▶ WHAT THIS TASK INVOLVES: Which lines of the records below contain the word "compared"? Report each of them in full.

▶ INPUT MATERIAL:

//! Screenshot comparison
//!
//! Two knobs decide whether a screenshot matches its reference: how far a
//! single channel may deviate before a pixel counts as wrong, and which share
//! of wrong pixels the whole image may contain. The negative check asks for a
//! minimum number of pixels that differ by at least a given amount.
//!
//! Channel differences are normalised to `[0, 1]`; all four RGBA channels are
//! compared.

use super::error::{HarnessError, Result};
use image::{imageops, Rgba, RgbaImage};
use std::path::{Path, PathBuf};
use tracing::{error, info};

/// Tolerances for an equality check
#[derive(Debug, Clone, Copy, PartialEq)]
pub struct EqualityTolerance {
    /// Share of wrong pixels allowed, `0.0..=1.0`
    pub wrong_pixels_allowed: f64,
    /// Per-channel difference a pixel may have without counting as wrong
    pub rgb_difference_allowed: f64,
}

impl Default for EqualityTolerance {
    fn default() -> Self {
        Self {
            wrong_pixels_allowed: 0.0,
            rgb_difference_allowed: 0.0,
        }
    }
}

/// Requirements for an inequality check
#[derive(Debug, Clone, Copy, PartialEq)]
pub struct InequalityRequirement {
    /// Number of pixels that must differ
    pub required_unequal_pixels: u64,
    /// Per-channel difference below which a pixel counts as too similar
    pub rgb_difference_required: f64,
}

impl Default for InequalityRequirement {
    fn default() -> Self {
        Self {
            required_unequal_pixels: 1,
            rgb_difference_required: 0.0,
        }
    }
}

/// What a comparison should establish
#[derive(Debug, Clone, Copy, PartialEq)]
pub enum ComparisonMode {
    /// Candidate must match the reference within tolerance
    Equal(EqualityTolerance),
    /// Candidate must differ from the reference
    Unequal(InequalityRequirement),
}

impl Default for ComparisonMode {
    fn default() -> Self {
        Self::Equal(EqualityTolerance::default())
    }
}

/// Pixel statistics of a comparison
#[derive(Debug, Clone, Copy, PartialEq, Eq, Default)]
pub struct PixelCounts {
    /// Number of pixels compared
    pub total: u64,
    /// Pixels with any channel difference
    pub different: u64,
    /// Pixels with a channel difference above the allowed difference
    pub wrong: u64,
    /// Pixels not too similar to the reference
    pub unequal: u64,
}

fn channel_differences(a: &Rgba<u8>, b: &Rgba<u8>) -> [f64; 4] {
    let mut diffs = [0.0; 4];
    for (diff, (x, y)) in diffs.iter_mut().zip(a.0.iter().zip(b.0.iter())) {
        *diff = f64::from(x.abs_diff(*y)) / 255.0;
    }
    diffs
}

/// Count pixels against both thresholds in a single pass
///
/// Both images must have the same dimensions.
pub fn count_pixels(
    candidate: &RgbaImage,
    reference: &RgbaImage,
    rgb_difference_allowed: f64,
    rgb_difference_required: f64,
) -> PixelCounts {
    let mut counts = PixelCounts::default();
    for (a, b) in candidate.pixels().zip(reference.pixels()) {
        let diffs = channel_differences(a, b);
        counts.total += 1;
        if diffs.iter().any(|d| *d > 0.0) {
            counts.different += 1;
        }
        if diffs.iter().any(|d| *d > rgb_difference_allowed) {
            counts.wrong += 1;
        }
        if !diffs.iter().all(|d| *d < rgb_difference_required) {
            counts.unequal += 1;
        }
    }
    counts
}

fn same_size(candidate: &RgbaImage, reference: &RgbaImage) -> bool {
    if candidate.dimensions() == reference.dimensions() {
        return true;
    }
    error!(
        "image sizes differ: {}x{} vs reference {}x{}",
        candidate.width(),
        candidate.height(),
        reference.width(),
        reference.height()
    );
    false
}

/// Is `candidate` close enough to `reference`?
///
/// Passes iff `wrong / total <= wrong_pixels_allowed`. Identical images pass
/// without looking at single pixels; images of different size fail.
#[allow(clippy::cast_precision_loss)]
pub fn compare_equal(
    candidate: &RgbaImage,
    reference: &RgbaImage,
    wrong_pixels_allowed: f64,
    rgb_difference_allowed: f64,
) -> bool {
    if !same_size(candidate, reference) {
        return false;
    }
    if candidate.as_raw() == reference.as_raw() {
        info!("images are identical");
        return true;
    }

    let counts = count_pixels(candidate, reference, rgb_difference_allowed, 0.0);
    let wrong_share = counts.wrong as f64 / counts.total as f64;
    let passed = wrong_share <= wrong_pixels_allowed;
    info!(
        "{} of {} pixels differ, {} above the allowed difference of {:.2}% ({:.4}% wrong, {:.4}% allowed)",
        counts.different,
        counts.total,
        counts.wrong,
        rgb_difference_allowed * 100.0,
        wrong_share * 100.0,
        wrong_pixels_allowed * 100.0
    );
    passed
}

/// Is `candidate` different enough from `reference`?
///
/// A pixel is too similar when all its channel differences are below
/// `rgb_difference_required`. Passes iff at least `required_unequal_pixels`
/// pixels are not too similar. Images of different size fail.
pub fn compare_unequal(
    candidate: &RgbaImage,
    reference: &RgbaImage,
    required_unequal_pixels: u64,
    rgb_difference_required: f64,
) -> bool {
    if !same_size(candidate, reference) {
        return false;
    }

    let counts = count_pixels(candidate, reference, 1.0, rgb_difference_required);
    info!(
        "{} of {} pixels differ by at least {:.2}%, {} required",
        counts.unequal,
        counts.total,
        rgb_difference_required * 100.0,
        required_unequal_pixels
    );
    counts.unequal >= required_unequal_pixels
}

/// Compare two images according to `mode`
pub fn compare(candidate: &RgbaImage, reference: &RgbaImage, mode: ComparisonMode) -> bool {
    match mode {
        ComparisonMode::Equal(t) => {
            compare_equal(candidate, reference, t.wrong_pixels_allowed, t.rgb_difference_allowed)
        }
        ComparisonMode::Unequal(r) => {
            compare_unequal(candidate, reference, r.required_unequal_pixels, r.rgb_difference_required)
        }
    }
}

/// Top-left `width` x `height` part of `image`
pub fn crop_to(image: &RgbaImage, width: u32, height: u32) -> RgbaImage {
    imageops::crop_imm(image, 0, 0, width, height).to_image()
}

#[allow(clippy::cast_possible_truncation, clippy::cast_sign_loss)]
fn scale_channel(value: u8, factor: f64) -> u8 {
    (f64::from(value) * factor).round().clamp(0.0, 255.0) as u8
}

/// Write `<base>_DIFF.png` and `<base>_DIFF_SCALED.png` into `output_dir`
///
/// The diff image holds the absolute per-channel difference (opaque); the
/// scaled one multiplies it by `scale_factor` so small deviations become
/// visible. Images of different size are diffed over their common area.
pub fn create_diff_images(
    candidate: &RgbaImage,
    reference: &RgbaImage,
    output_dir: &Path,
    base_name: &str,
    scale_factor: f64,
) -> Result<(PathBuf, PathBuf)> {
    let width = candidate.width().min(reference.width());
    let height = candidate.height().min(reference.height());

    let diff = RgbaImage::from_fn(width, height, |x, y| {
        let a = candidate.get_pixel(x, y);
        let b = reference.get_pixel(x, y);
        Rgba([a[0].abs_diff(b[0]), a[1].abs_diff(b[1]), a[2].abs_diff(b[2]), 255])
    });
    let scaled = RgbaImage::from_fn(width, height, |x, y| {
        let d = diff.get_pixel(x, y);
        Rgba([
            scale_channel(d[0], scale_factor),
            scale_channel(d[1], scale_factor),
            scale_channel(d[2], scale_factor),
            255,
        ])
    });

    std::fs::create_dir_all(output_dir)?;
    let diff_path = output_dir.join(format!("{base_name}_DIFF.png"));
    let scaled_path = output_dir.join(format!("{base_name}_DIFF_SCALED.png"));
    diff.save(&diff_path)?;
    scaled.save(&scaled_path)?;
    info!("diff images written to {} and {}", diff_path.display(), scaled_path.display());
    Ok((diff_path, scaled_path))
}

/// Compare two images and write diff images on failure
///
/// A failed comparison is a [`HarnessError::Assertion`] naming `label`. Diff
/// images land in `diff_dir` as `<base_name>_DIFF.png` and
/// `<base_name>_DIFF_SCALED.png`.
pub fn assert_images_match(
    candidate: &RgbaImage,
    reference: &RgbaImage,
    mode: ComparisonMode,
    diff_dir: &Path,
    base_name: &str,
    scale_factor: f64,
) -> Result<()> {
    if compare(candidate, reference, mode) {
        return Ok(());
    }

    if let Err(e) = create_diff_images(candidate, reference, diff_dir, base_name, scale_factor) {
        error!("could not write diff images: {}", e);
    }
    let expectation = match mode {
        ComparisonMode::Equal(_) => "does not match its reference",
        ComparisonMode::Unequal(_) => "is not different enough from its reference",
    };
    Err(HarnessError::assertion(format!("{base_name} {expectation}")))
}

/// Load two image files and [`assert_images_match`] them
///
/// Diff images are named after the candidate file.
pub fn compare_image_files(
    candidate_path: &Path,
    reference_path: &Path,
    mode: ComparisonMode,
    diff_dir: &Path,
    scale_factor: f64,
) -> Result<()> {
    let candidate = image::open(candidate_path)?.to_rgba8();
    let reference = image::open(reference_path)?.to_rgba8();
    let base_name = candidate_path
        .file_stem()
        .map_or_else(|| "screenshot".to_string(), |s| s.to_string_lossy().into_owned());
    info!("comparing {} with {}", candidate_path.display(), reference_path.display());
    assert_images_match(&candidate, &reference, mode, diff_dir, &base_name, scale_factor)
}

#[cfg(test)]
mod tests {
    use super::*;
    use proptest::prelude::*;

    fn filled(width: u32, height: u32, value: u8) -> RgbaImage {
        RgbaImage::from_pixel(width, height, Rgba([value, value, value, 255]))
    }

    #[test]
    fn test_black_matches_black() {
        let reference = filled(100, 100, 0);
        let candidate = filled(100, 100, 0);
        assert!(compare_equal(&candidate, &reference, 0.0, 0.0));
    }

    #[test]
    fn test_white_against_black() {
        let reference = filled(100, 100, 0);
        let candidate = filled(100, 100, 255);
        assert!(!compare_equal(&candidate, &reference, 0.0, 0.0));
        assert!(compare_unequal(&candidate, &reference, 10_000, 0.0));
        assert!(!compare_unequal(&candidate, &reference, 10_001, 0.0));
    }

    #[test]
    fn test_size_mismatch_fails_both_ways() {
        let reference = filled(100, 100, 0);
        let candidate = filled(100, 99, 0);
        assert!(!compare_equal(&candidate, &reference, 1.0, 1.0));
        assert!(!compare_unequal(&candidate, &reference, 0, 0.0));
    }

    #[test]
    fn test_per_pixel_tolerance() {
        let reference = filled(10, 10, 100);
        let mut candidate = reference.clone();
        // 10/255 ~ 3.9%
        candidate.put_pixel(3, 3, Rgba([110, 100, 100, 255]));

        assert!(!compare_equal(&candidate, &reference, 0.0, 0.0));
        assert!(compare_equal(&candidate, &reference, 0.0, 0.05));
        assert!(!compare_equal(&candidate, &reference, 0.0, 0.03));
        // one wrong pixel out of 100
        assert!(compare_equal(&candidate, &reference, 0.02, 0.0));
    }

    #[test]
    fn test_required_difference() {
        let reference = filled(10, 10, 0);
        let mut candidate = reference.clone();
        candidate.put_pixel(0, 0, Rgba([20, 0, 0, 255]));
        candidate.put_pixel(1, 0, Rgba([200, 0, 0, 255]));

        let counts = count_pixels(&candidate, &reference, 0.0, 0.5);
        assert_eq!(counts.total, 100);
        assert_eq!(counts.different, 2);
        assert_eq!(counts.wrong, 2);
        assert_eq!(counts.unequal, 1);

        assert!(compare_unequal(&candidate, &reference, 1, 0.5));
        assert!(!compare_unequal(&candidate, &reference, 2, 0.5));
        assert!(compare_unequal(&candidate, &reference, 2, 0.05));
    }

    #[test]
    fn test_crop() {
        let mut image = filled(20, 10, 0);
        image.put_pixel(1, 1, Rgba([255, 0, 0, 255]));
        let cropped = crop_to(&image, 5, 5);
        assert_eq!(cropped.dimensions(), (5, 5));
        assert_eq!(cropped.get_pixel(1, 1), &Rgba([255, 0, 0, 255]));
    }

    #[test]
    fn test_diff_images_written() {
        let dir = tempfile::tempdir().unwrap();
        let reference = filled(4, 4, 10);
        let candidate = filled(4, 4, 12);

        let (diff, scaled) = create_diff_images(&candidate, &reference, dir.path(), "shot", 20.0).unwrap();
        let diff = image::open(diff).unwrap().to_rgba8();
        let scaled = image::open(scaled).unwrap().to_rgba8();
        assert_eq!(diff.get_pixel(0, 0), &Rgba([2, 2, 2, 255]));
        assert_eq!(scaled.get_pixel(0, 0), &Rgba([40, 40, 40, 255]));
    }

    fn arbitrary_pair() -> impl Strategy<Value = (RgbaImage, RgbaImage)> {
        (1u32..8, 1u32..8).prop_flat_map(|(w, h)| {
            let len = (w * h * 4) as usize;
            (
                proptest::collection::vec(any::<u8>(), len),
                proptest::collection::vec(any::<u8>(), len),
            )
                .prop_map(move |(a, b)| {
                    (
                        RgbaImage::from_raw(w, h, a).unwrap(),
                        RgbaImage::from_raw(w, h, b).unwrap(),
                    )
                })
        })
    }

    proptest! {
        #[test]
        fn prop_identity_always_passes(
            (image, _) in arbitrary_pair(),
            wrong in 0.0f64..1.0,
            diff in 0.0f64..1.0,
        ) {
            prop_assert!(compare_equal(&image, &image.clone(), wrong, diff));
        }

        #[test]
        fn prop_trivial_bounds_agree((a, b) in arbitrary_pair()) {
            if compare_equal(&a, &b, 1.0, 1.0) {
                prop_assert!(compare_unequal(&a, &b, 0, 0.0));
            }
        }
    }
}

▶ THE COMPLETED TASK:
//! compared.
    /// Number of pixels compared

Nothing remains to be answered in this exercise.